Sending values from Custom iProperties in drw. file to Excel

This snippet works when using parameters in assembly:

 

GoExcel.CellValue("My Excel.xlsm", "Sheet1", "D3") = iProperties.Value("Custom", "Number")

 But not when the same parameters are in the iProperties in the drawing file. Does anybody know why this does not work for drawings?

 

Tom

7 REPLIES 7
Message 2 of 8

How it "does not work"?

Program crash?  Give you wrong info?

 

Do you want to get the iProperty in drawing?
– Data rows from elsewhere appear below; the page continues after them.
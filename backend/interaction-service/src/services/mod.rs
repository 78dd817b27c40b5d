/// Service layer for social interactions
///
/// This module provides business logic for:
/// - Users: registration, lookup and profile edits
/// - Follow: the follow graph and its counters
/// - Content: posts, likes, comments and feeds
/// - Conversations: direct messages and per-partner summaries
/// - Notifications: creation, grouping and read state
pub mod content;
pub mod conversations;
pub mod follow;
pub mod notifications;
pub mod users;

use std::sync::Arc;

use crate::config::Limits;
use crate::store::EntityStore;

pub use content::{CommentCreated, ContentService, NewComment, NewPost};
pub use conversations::ConversationService;
pub use follow::{FollowAction, FollowService, ToggleFollowResult};
pub use notifications::{
    display_text, NewNotification, NotificationChange, NotificationOutcome, NotificationService,
    NotificationView,
};
pub use users::{NewUser, ProfileUpdate, UserService};

/// Every service over one shared store
#[derive(Clone)]
pub struct Engine {
    pub store: Arc<EntityStore>,
    pub users: UserService,
    pub follows: FollowService,
    pub content: ContentService,
    pub conversations: ConversationService,
    pub notifications: NotificationService,
}

impl Engine {
    pub fn new(store: Arc<EntityStore>, limits: Limits) -> Self {
        Self {
            users: UserService::new(store.clone(), limits),
            follows: FollowService::new(store.clone()),
            content: ContentService::new(store.clone(), limits),
            conversations: ConversationService::new(store.clone(), limits),
            notifications: NotificationService::new(store.clone()),
            store,
        }
    }
}
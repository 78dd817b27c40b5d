/// User directory and follow graph handlers
use actix_web::{web, HttpResponse};
use serde::Deserialize;
use tracing::debug;

use super::{ApiResponse, Viewer};
use crate::error::{ServiceError, ServiceResult};
use crate::services::{NewUser, ProfileUpdate};
use crate::state::AppState;

#[derive(Debug, Deserialize)]
pub struct SearchQuery {
    #[serde(default)]
    pub q: String,
}

/// Register a user
///
/// POST /api/v1/users
pub async fn create_user(
    state: web::Data<AppState>,
    req: web::Json<NewUser>,
) -> ServiceResult<HttpResponse> {
    let user = state.engine.users.create_user(req.into_inner()).await?;
    Ok(HttpResponse::Created().json(ApiResponse::ok(user)))
}

/// Search users by username or display name
///
/// GET /api/v1/users?q=
pub async fn search_users(
    state: web::Data<AppState>,
    query: web::Query<SearchQuery>,
) -> ServiceResult<HttpResponse> {
    let users = state.engine.users.search_users(&query.q).await;
    Ok(HttpResponse::Ok().json(ApiResponse::ok(users)))
}

#[derive(Debug, Deserialize)]
pub struct SuggestedQuery {
    #[serde(default = "default_suggested_limit")]
    pub limit: usize,
}

fn default_suggested_limit() -> usize {
    3
}

#[derive(Debug, Deserialize)]
#[serde(rename_all = "camelCase")]
pub struct AvatarPayload {
    pub avatar_url: String,
}

/// Most-followed users the viewer might follow
///
/// GET /api/v1/users/suggested?limit=
pub async fn suggested_users(
    state: web::Data<AppState>,
    viewer: Viewer,
    query: web::Query<SuggestedQuery>,
) -> ServiceResult<HttpResponse> {
    let users = state
        .engine
        .users
        .suggested_users(viewer.id(), query.limit)
        .await;
    Ok(HttpResponse::Ok().json(ApiResponse::ok(users)))
}

/// GET /api/v1/users/{id}
pub async fn get_user(
    state: web::Data<AppState>,
    path: web::Path<String>,
) -> ServiceResult<HttpResponse> {
    let user = state.engine.users.get_user(&path).await?;
    Ok(HttpResponse::Ok().json(ApiResponse::ok(user)))
}

/// Edit the viewer's own profile
///
/// PUT /api/v1/users/{id}/profile
pub async fn update_profile(
    state: web::Data<AppState>,
    viewer: Viewer,
    path: web::Path<String>,
    req: web::Json<ProfileUpdate>,
) -> ServiceResult<HttpResponse> {
    let user_id = path.into_inner();
    if viewer.id() != user_id {
        return Err(ServiceError::invalid("cannot edit another user's profile"));
    }

    let user = state
        .engine
        .users
        .update_profile(&user_id, req.into_inner())
        .await?;
    Ok(HttpResponse::Ok().json(ApiResponse::ok(user)))
}

/// PUT /api/v1/users/{id}/avatar
pub async fn update_avatar(
    state: web::Data<AppState>,
    viewer: Viewer,
    path: web::Path<String>,
    req: web::Json<AvatarPayload>,
) -> ServiceResult<HttpResponse> {
    let user_id = path.into_inner();
    if viewer.id() != user_id {
        return Err(ServiceError::invalid("cannot change another user's avatar"));
    }

    let user = state
        .engine
        .users
        .update_avatar(&user_id, req.into_inner().avatar_url)
        .await?;
    Ok(HttpResponse::Ok().json(ApiResponse::ok(user)))
}

/// Viewer follows or unfollows `id`
///
/// POST /api/v1/users/{id}/follow
pub async fn toggle_follow(
    state: web::Data<AppState>,
    viewer: Viewer,
    path: web::Path<String>,
) -> ServiceResult<HttpResponse> {
    let result = state
        .engine
        .follows
        .toggle_follow(viewer.id(), &path)
        .await?;
    Ok(HttpResponse::Ok().json(ApiResponse::ok(result)))
}

/// GET /api/v1/users/{id}/followers
pub async fn followers(
    state: web::Data<AppState>,
    path: web::Path<String>,
) -> ServiceResult<HttpResponse> {
    let edges = state.engine.follows.followers_of(&path).await?;
    Ok(HttpResponse::Ok().json(ApiResponse::ok(edges)))
}

/// GET /api/v1/users/{id}/following
pub async fn following(
    state: web::Data<AppState>,
    path: web::Path<String>,
) -> ServiceResult<HttpResponse> {
    let edges = state.engine.follows.following_of(&path).await?;
    Ok(HttpResponse::Ok().json(ApiResponse::ok(edges)))
}

/// GET /api/v1/users/{id}/posts
pub async fn user_posts(
    state: web::Data<AppState>,
    path: web::Path<String>,
) -> ServiceResult<HttpResponse> {
    let posts = state.engine.content.posts_by_user(&path).await?;
    debug!(user_id = %path, count = posts.len(), "Listed user posts");
    Ok(HttpResponse::Ok().json(ApiResponse::ok(posts)))
}

/// Register routes
pub fn register_routes(cfg: &mut web::ServiceConfig) {
    cfg.service(
        web::scope("/api/v1/users")
            .route("", web::post().to(create_user))
            .route("", web::get().to(search_users))
            .route("/suggested", web::get().to(suggested_users))
            .route("/{id}", web::get().to(get_user))
            .route("/{id}/profile", web::put().to(update_profile))
            .route("/{id}/avatar", web::put().to(update_avatar))
            .route("/{id}/follow", web::post().to(toggle_follow))
            .route("/{id}/followers", web::get().to(followers))
            .route("/{id}/following", web::get().to(following))
            .route("/{id}/posts", web::get().to(user_posts)),
    );
}
impl Tables {
    /// Rebuild every derived counter from the collections.
    fn recompute_counters(&mut self) {
        let mut posts_by_author: HashMap<String, i64> = HashMap::new();
        for post in self.posts.iter() {
            *posts_by_author.entry(post.author_id.clone()).or_default() += 1;
        }

        let mut followers: HashMap<String, i64> = HashMap::new();
        let mut following: HashMap<String, i64> = HashMap::new();
        for edge in self.follows.iter() {
            *following.entry(edge.follower_id.clone()).or_default() += 1;
            *followers.entry(edge.following_id.clone()).or_default() += 1;
        }

        for user in self.users.iter_mut() {
            user.posts_count = posts_by_author.get(&user.id).copied().unwrap_or(0);
            user.followers_count = followers.get(&user.id).copied().unwrap_or(0);
            user.following_count = following.get(&user.id).copied().unwrap_or(0);
        }

        let mut comments_by_post: HashMap<String, i64> = HashMap::new();
        for comment in self.comments.iter() {
            *comments_by_post.entry(comment.post_id.clone()).or_default() += 1;
        }
        for post in self.posts.iter_mut() {
            post.comments_count = comments_by_post.get(&post.id).copied().unwrap_or(0);
        }

        for notification in self.notifications.iter_mut() {
            notification.group_count = notification.actor_ids.len();
        }
    }
}

/// Collection sizes, exposed on the health endpoint
#[derive(Debug, Clone, Copy, PartialEq, Eq, Serialize)]
pub struct StoreStats {
    pub users: usize,
    pub posts: usize,
    pub comments: usize,
    pub follows: usize,
    pub messages: usize,
    pub notifications: usize,
}

/// Shared handle to the canonical collections
#[derive(Debug, Default)]
pub struct EntityStore {
    tables: RwLock<Tables>,
}
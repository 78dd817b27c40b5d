use tracing_subscriber::{fmt, EnvFilter};

use crate::config::LogFormat;

pub fn init_tracing(format: LogFormat) {
    let env_filter = EnvFilter::try_from_default_env()
        .unwrap_or_else(|_| EnvFilter::new("info,actix_web=info"));

    match format {
        LogFormat::Json => fmt()
            .json()
            .with_env_filter(env_filter)
            .with_current_span(false)
            .init(),
        LogFormat::Pretty => fmt().with_env_filter(env_filter).with_target(false).init(),
    }
}
/// Direct message handlers
use actix_web::{web, HttpResponse};
use serde::Deserialize;

use super::{ApiResponse, Viewer};
use crate::error::{ServiceError, ServiceResult};
use crate::state::AppState;

#[derive(Debug, Deserialize)]
#[serde(rename_all = "camelCase")]
pub struct SendMessagePayload {
    pub receiver_id: String,
    pub content: String,
}

/// One summary per partner, most recent first
///
/// GET /api/v1/conversations
pub async fn list_conversations(
    state: web::Data<AppState>,
    viewer: Viewer,
) -> ServiceResult<HttpResponse> {
    let summaries = state.engine.conversations.conversations(viewer.id()).await;
    Ok(HttpResponse::Ok().json(ApiResponse::ok(summaries)))
}

/// History with one partner, oldest first
///
/// GET /api/v1/conversations/{partner_id}
pub async fn get_conversation(
    state: web::Data<AppState>,
    viewer: Viewer,
    path: web::Path<String>,
) -> ServiceResult<HttpResponse> {
    let history = state
        .engine
        .conversations
        .conversation_with(viewer.id(), &path)
        .await;
    Ok(HttpResponse::Ok().json(ApiResponse::ok(history)))
}

/// Mark everything the viewer received from one partner as read
///
/// PUT /api/v1/conversations/{partner_id}/read
pub async fn mark_conversation_read(
    state: web::Data<AppState>,
    viewer: Viewer,
    path: web::Path<String>,
) -> ServiceResult<HttpResponse> {
    let changed = state
        .engine
        .conversations
        .mark_conversation_read(viewer.id(), &path)
        .await?;
    Ok(HttpResponse::Ok().json(ApiResponse::ok(changed)))
}

/// POST /api/v1/messages
pub async fn send_message(
    state: web::Data<AppState>,
    viewer: Viewer,
    req: web::Json<SendMessagePayload>,
) -> ServiceResult<HttpResponse> {
    let payload = req.into_inner();
    let message = state
        .engine
        .conversations
        .send_message(viewer.id(), &payload.receiver_id, payload.content)
        .await?;
    Ok(HttpResponse::Created().json(ApiResponse::ok(message)))
}

/// GET /api/v1/messages/{id}
pub async fn get_message(
    state: web::Data<AppState>,
    viewer: Viewer,
    path: web::Path<String>,
) -> ServiceResult<HttpResponse> {
    let message = state.engine.conversations.get_message(&path).await?;
    if !message.involves(viewer.id()) {
        return Err(ServiceError::invalid("message belongs to another conversation"));
    }
    Ok(HttpResponse::Ok().json(ApiResponse::ok(message)))
}

/// Only the receiver can mark a message read
///
/// PUT /api/v1/messages/{id}/read
pub async fn mark_message_read(
    state: web::Data<AppState>,
    viewer: Viewer,
    path: web::Path<String>,
) -> ServiceResult<HttpResponse> {
    let message = state
        .engine
        .conversations
        .mark_message_read_for(&path, viewer.id())
        .await?;
    Ok(HttpResponse::Ok().json(ApiResponse::ok(message)))
}

/// Register routes
pub fn register_routes(cfg: &mut web::ServiceConfig) {
    cfg.service(
        web::scope("/api/v1/conversations")
            .route("", web::get().to(list_conversations))
            .route("/{partner_id}", web::get().to(get_conversation))
            .route("/{partner_id}/read", web::put().to(mark_conversation_read)),
    )
    .service(
        web::scope("/api/v1/messages")
            .route("", web::post().to(send_message))
            .route("/{id}", web::get().to(get_message))
            .route("/{id}/read", web::put().to(mark_message_read)),
    );
}
use chrono::Utc;
use serde::{Deserialize, Serialize};
use std::sync::Arc;
use tracing::{debug, info};

use crate::config::Limits;
use crate::domain::models::User;
use crate::error::{ServiceError, ServiceResult};
use crate::store::{new_id, EntityStore};

const MIN_DISPLAY_NAME_LEN: usize = 2;

/// Request to register a user
#[derive(Debug, Clone, Serialize, Deserialize)]
#[serde(rename_all = "camelCase")]
pub struct NewUser {
    pub username: String,
    pub display_name: String,
    #[serde(default)]
    pub bio: Option<String>,
    #[serde(default)]
    pub avatar: Option<String>,
}

impl NewUser {
    pub fn validate(&self, limits: &Limits) -> ServiceResult<()> {
        let username = self.username.trim();
        if username.is_empty() {
            return Err(ServiceError::invalid("username must not be empty"));
        }
        if username.chars().any(char::is_whitespace) {
            return Err(ServiceError::invalid("username must not contain whitespace"));
        }
        validate_display_name(&self.display_name)?;
        if let Some(bio) = &self.bio {
            validate_bio(bio, limits)?;
        }
        Ok(())
    }
}

/// Partial profile update; `None` leaves a field unchanged
#[derive(Debug, Clone, Default, Serialize, Deserialize)]
#[serde(rename_all = "camelCase")]
pub struct ProfileUpdate {
    #[serde(default)]
    pub display_name: Option<String>,
    #[serde(default)]
    pub bio: Option<String>,
    #[serde(default)]
    pub website: Option<String>,
    #[serde(default)]
    pub location: Option<String>,
}

impl ProfileUpdate {
    pub fn validate(&self, limits: &Limits) -> ServiceResult<()> {
        if let Some(name) = &self.display_name {
            validate_display_name(name)?;
        }
        if let Some(bio) = &self.bio {
            validate_bio(bio, limits)?;
        }
        Ok(())
    }
}

fn validate_display_name(name: &str) -> ServiceResult<()> {
    if name.trim().chars().count() < MIN_DISPLAY_NAME_LEN {
        return Err(ServiceError::invalid(format!(
            "display name must be at least {} characters",
            MIN_DISPLAY_NAME_LEN
        )));
    }
    Ok(())
}

fn validate_bio(bio: &str, limits: &Limits) -> ServiceResult<()> {
    if bio.chars().count() > limits.max_bio_length {
        return Err(ServiceError::invalid(format!(
            "bio must be {} characters or less",
            limits.max_bio_length
        )));
    }
    Ok(())
}

/// User directory: registration, lookup and profile edits.
///
/// Counters on [`User`] are never written here; they belong to the follow
/// and content services.
#[derive(Clone)]
pub struct UserService {
    store: Arc<EntityStore>,
    limits: Limits,
}

impl UserService {
    pub fn new(store: Arc<EntityStore>, limits: Limits) -> Self {
        Self { store, limits }
    }

    pub async fn create_user(&self, req: NewUser) -> ServiceResult<User> {
        req.validate(&self.limits)?;

        let user = User {
            id: new_id(),
            username: req.username.trim().to_string(),
            display_name: req.display_name.trim().to_string(),
            bio: req.bio.unwrap_or_default(),
            avatar: req.avatar,
            website: String::new(),
            location: String::new(),
            posts_count: 0,
            followers_count: 0,
            following_count: 0,
            created_at: Utc::now(),
        };

        let created = self
            .store
            .write(|t| {
                if t.users.iter().any(|u| u.username == user.username) {
                    return Err(ServiceError::Conflict(format!(
                        "username {} already taken",
                        user.username
                    )));
                }
                t.users.insert(user.clone())?;
                Ok(user)
            })
            .await?;

        info!(user_id = %created.id, username = %created.username, "Created user");
        Ok(created)
    }

    pub async fn get_user(&self, user_id: &str) -> ServiceResult<User> {
        self.store.read(|t| t.users.get(user_id).cloned()).await
    }

    pub async fn get_by_username(&self, username: &str) -> ServiceResult<User> {
        self.store
            .read(|t| {
                t.users
                    .iter()
                    .find(|u| u.username == username)
                    .cloned()
                    .ok_or_else(|| ServiceError::not_found("user", username))
            })
            .await
    }

    /// Case-insensitive match on username or display name
    pub async fn search_users(&self, query: &str) -> Vec<User> {
        let needle = query.trim().to_lowercase();
        let users = self
            .store
            .read(|t| {
                t.users.filter_cloned(|u| {
                    u.username.to_lowercase().contains(&needle)
                        || u.display_name.to_lowercase().contains(&needle)
                })
            })
            .await;
        debug!(query = %query, matches = users.len(), "Searched users");
        users
    }

    /// Most-followed users other than the viewer, ties kept in directory order
    pub async fn suggested_users(&self, viewer_id: &str, limit: usize) -> Vec<User> {
        let mut users = self
            .store
            .read(|t| t.users.filter_cloned(|u| u.id != viewer_id))
            .await;
        users.sort_by(|a, b| b.followers_count.cmp(&a.followers_count));
        users.truncate(limit);
        debug!(viewer_id = %viewer_id, count = users.len(), "Suggested users");
        users
    }

    pub async fn update_profile(&self, user_id: &str, update: ProfileUpdate) -> ServiceResult<User> {
        update.validate(&self.limits)?;

        let user = self
            .store
            .write(|t| {
                t.users.update(user_id, |u| {
                    if let Some(name) = update.display_name {
                        u.display_name = name.trim().to_string();
                    }
                    if let Some(bio) = update.bio {
                        u.bio = bio;
                    }
                    if let Some(website) = update.website {
                        u.website = website;
                    }
                    if let Some(location) = update.location {
                        u.location = location;
                    }
                })
            })
            .await?;

        info!(user_id = %user_id, "Updated profile");
        Ok(user)
    }

    pub async fn update_avatar(&self, user_id: &str, avatar_url: String) -> ServiceResult<User> {
        if avatar_url.trim().is_empty() {
            return Err(ServiceError::invalid("avatar url must not be empty"));
        }

        let user = self
            .store
            .write(|t| t.users.update(user_id, |u| u.avatar = Some(avatar_url)))
            .await?;

        info!(user_id = %user_id, "Updated avatar");
        Ok(user)
    }
}

#[cfg(test)]
mod tests {
    use super::*;

    fn service() -> UserService {
        UserService::new(Arc::new(EntityStore::new()), Limits::default())
    }

    fn new_user(username: &str) -> NewUser {
        NewUser {
            username: username.to_string(),
            display_name: format!("{} display", username),
            bio: None,
            avatar: None,
        }
    }

    #[tokio::test]
    async fn test_create_and_lookup() {
        let users = service();
        let created = users.create_user(new_user("ana")).await.unwrap();

        assert_eq!(created.posts_count, 0);
        assert_eq!(users.get_user(&created.id).await.unwrap(), created);
        assert_eq!(users.get_by_username("ana").await.unwrap().id, created.id);
        assert!(users.get_by_username("nobody").await.unwrap_err().is_not_found());
    }

    #[tokio::test]
    async fn test_duplicate_username_conflicts() {
        let users = service();
        users.create_user(new_user("ana")).await.unwrap();

        let err = users.create_user(new_user("ana")).await.unwrap_err();
        assert!(matches!(err, ServiceError::Conflict(_)));
    }

    #[tokio::test]
    async fn test_search_is_case_insensitive() {
        let users = service();
        users.create_user(new_user("Ana")).await.unwrap();
        users.create_user(new_user("bob")).await.unwrap();

        let found = users.search_users("aNA").await;
        assert_eq!(found.len(), 1);
        assert_eq!(found[0].username, "Ana");
    }

    #[tokio::test]
    async fn test_bio_limit() {
        let users = service();
        let user = users.create_user(new_user("ana")).await.unwrap();

        let too_long = ProfileUpdate {
            bio: Some("x".repeat(161)),
            ..Default::default()
        };
        let err = users.update_profile(&user.id, too_long).await.unwrap_err();
        assert!(matches!(err, ServiceError::InvalidArgument(_)));

        let ok = ProfileUpdate {
            bio: Some("x".repeat(160)),
            location: Some("Lisbon".into()),
            ..Default::default()
        };
        let updated = users.update_profile(&user.id, ok).await.unwrap();
        assert_eq!(updated.bio.len(), 160);
        assert_eq!(updated.location, "Lisbon");
        assert_eq!(updated.display_name, "ana display");
    }

    #[tokio::test]
    async fn test_short_display_name_rejected() {
        let users = service();
        let mut req = new_user("ana");
        req.display_name = " a ".into();

        let err = users.create_user(req).await.unwrap_err();
        assert!(matches!(err, ServiceError::InvalidArgument(_)));
    }

    #[tokio::test]
    async fn test_suggested_users_rank_by_followers() {
        let mut seed = crate::store::SeedData::default();
        for (id, name) in [("1", "ana"), ("2", "bo"), ("3", "cy"), ("4", "di"), ("5", "ed")] {
            seed.users.push(User {
                id: id.into(),
                username: name.into(),
                display_name: name.to_uppercase(),
                bio: String::new(),
                avatar: None,
                website: String::new(),
                location: String::new(),
                posts_count: 0,
                followers_count: 0,
                following_count: 0,
                created_at: Utc::now(),
            });
        }
        // 4 <- 1,2,3 ; 2 <- 1 ; 5 <- 1 ; 3 <- 4,5
        for (from, to) in [("1", "4"), ("2", "4"), ("3", "4"), ("1", "2"), ("1", "5"), ("4", "3"), ("5", "3")] {
            seed.follows.push(crate::domain::models::FollowEdge::new(from, to));
        }
        let store = EntityStore::from_seed(seed).unwrap();
        let users = UserService::new(Arc::new(store), Limits::default());

        let ids = |list: Vec<User>| list.into_iter().map(|u| u.id).collect::<Vec<_>>();
        assert_eq!(ids(users.suggested_users("1", 3).await), vec!["4", "3", "2"]);
        assert_eq!(ids(users.suggested_users("4", 3).await), vec!["3", "2", "5"]);
        assert_eq!(users.suggested_users("1", 10).await.len(), 4);
    }

    #[tokio::test]
    async fn test_update_avatar() {
        let users = service();
        let user = users.create_user(new_user("ana")).await.unwrap();

        let updated = users
            .update_avatar(&user.id, "https://cdn/ana.png".into())
            .await
            .unwrap();
        assert_eq!(updated.avatar.as_deref(), Some("https://cdn/ana.png"));

        let err = users.update_avatar(&user.id, "  ".into()).await.unwrap_err();
        assert!(matches!(err, ServiceError::InvalidArgument(_)));
    }

    #[tokio::test]
    async fn test_update_avatar_unknown_user() {
        let users = service();
        let err = users
            .update_avatar("ghost", "https://cdn/a.png".into())
            .await
            .unwrap_err();
        assert!(err.is_not_found());
    }
}
use anyhow::{Context, Result};
use serde::{Deserialize, Serialize};
use std::path::Path;

use crate::domain::models::{Comment, FollowEdge, Message, Notification, Post, User};

/// Mock data layout loaded at start-up
#[derive(Debug, Clone, Default, Serialize, Deserialize)]
#[serde(default)]
pub struct SeedData {
    pub users: Vec<User>,
    pub posts: Vec<Post>,
    pub comments: Vec<Comment>,
    pub follows: Vec<FollowEdge>,
    pub messages: Vec<Message>,
    pub notifications: Vec<Notification>,
}

impl SeedData {
    pub fn from_file(path: impl AsRef<Path>) -> Result<Self> {
        let path = path.as_ref();
        let raw = std::fs::read_to_string(path)
            .with_context(|| format!("Failed to read seed file {}", path.display()))?;
        serde_json::from_str(&raw)
            .with_context(|| format!("Failed to parse seed file {}", path.display()))
    }
}
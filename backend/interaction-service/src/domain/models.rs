use chrono::{DateTime, Utc};
use serde::{Deserialize, Serialize};

/// User entity - profile plus derived social counters
#[derive(Debug, Clone, PartialEq, Serialize, Deserialize)]
#[serde(rename_all = "camelCase")]
pub struct User {
    pub id: String,
    pub username: String,
    pub display_name: String,
    #[serde(default)]
    pub bio: String,
    #[serde(default)]
    pub avatar: Option<String>,
    #[serde(default)]
    pub website: String,
    #[serde(default)]
    pub location: String,
    #[serde(default)]
    pub posts_count: i64,
    #[serde(default)]
    pub followers_count: i64,
    #[serde(default)]
    pub following_count: i64,
    pub created_at: DateTime<Utc>,
}

/// Post entity - authored content with its like set and comment counter
#[derive(Debug, Clone, PartialEq, Serialize, Deserialize)]
#[serde(rename_all = "camelCase")]
pub struct Post {
    pub id: String,
    #[serde(alias = "userId")]
    pub author_id: String,
    pub content: String,
    #[serde(default)]
    pub media_urls: Vec<String>,
    /// Unique user ids in like order
    #[serde(default, alias = "likes")]
    pub liker_ids: Vec<String>,
    #[serde(default)]
    pub comments_count: i64,
    pub created_at: DateTime<Utc>,
}

impl Post {
    pub fn is_liked_by(&self, user_id: &str) -> bool {
        self.liker_ids.iter().any(|id| id == user_id)
    }

    pub fn like_count(&self) -> usize {
        self.liker_ids.len()
    }
}

/// Comment entity - belongs to exactly one post, optionally replying to a
/// top-level comment on that post
#[derive(Debug, Clone, PartialEq, Serialize, Deserialize)]
#[serde(rename_all = "camelCase")]
pub struct Comment {
    pub id: String,
    pub post_id: String,
    #[serde(alias = "userId")]
    pub author_id: String,
    pub content: String,
    #[serde(default)]
    pub parent_id: Option<String>,
    #[serde(default, alias = "likes")]
    pub liker_ids: Vec<String>,
    pub created_at: DateTime<Utc>,
}

impl Comment {
    pub fn is_reply(&self) -> bool {
        self.parent_id.is_some()
    }

    pub fn is_liked_by(&self, user_id: &str) -> bool {
        self.liker_ids.iter().any(|id| id == user_id)
    }
}

/// Directed follow relationship
#[derive(Debug, Clone, PartialEq, Eq, Serialize, Deserialize)]
#[serde(rename_all = "camelCase")]
pub struct FollowEdge {
    pub follower_id: String,
    pub following_id: String,
    pub created_at: DateTime<Utc>,
}

impl FollowEdge {
    pub fn new(follower_id: &str, following_id: &str) -> Self {
        Self {
            follower_id: follower_id.to_string(),
            following_id: following_id.to_string(),
            created_at: Utc::now(),
        }
    }
}

/// Store key for the ordered (follower, following) pair
pub fn edge_key(follower_id: &str, following_id: &str) -> String {
    format!("{}->{}", follower_id, following_id)
}

/// Direct message between two users
#[derive(Debug, Clone, PartialEq, Serialize, Deserialize)]
#[serde(rename_all = "camelCase")]
pub struct Message {
    pub id: String,
    pub sender_id: String,
    pub receiver_id: String,
    pub content: String,
    #[serde(default)]
    pub read: bool,
    pub created_at: DateTime<Utc>,
}

impl Message {
    pub fn involves(&self, user_id: &str) -> bool {
        self.sender_id == user_id || self.receiver_id == user_id
    }

    /// The participant that is not `user_id`
    pub fn partner_of(&self, user_id: &str) -> &str {
        if self.sender_id == user_id {
            &self.receiver_id
        } else {
            &self.sender_id
        }
    }
}

/// Notification type enumeration
#[derive(Debug, Clone, Copy, Serialize, Deserialize, PartialEq, Eq, Hash)]
#[serde(rename_all = "lowercase")]
pub enum NotificationKind {
    /// User liked a post
    Like,
    /// User commented on a post
    Comment,
    /// User started following
    Follow,
}

impl NotificationKind {
    pub fn as_str(&self) -> &'static str {
        match self {
            NotificationKind::Like => "like",
            NotificationKind::Comment => "comment",
            NotificationKind::Follow => "follow",
        }
    }

    /// Like and comment events on the same post collapse into one record
    pub fn is_groupable(&self) -> bool {
        !matches!(self, NotificationKind::Follow)
    }
}

/// Notification model
#[derive(Debug, Clone, PartialEq, Serialize, Deserialize)]
#[serde(rename_all = "camelCase")]
pub struct Notification {
    pub id: String,

    /// Recipient user ID
    pub user_id: String,

    #[serde(rename = "type")]
    pub kind: NotificationKind,

    /// Target post, absent for follow notifications
    #[serde(default)]
    pub post_id: Option<String>,

    pub message: String,

    /// Most recent actor first
    pub actor_ids: Vec<String>,

    pub group_count: usize,

    #[serde(default)]
    pub is_read: bool,

    pub created_at: DateTime<Utc>,
}

/// Per-partner conversation summary
#[derive(Debug, Clone, PartialEq, Serialize, Deserialize)]
#[serde(rename_all = "camelCase")]
pub struct ConversationSummary {
    pub partner_id: String,
    pub last_message: Message,
    pub unread_count: usize,
}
Or iProperty of the assembly/part in the drawing?

Message 3 of 8

Nothing happens, no errors, unfortunately.

 

I want to get value from the iProperty in the drawing. The rule is also written in the drawing.

 

 

Message 4 of 8
A.Acheson
in reply to: tomislav.peran

Is the custom iproperty in the drawing? 

Isolate the excel portion to check you get the correct value back from the drawing. Try this. 

If you get the value then you might have an issue contacting excel. Please attach any error messages your seeing. 

MessageBox.Show(iProperties.Value("Custom", "Number"))

 Also you mentioned parameters. Parameters work differently in the drawing. For text parameters there is no export option to iproperties at least in the older versions. Can you share a screen shot of the value in parameter window or iproperty window your trying to send to excel. 

If this solved a problem, please click (accept) as solution.‌‌‌‌
Or if this helped you, please, click (like)‌‌
Regards
Alan
Message 5 of 8
tomislav.peran
in reply to: A.Acheson

Hi Acheson,

 

Thank you for checking my question.

 

Is the custom iproperty in the drawing? 

Yes, the value is in the iproperty of the drawing. 

 

Isolate the Excel portion to check you get the correct value back from the drawing. Try this. 

If you get the value then you might have an issue contacting excel. Please attach any error messages your seeing. 

MessageBox.Show(iProperties.Value("Custom", "Number"))

 That is a good idea. I have tested it and I do get the correct value in the MessageBox. 

 

Also you mentioned parameters. Parameters work differently in the drawing. For text parameters there is no export option to iproperties at least in the older versions. Can you share a screen shot of the value in parameter window or iproperty window your trying to send to excel. 

 

Sure, the value is a number, not a text. 

tomislavperan_0-1695624902292.png

 

The rule that I want to use to export the value is also in the drawing:

GoExcel.CellValue("MyExcel.xlsm", "Sheet1", "D68") = iProperties.Value("Custom", "VSSPUD_193.7x10x3000")

 

The Excel sheet is in the same folder as the drawing. 

 

I do not get any errors, just nothing happens. 

However, exporting values from assembly works well with the snippet above which makes me wonder if I should use some other snippet in the drawing. 

 

Tom

Message 6 of 8

So, if parameters need to be exported from the drawing then I need to use the following snippets:

 

GoExcel.Open("MyExcel.xlsm", "Sheet1")
GoExcel.Save
GoExcel.Close

 

But I do not use those snippets if I export values from assembly. 

 

I am a bit confused about why is that but at least this is solved. 

Thanks for the help.

Message 7 of 8
A.Acheson
in reply to: tomislav.peran

The cellvalue function had its own file open method internally so you shouldn't need the open line before hand but you will need to save,then afterwards close. See Go Excel functions help article here.

 

Maybe there is an issue getting the excel filename in the drawing folder? You could also use the ilogic path function and concatenate the string path and see does it work better. 

 

 

Dim fileName As String = ThisDoc.Path & "\MyExcel.xlsm"

 

 

If this solved a problem, please click (accept) as solution.‌‌‌‌
Or if this helped you, please, click (like)‌‌
Regards
Alan
Message 8 of 8
tomislav.peran
in reply to: A.Acheson

Hello,

 

The cellvalue function had its own file open method internally so you shouldn't need the open line before hand but you will need to save it afterwards close. Go Excel functions

 

That explains it then. Thanks for the link!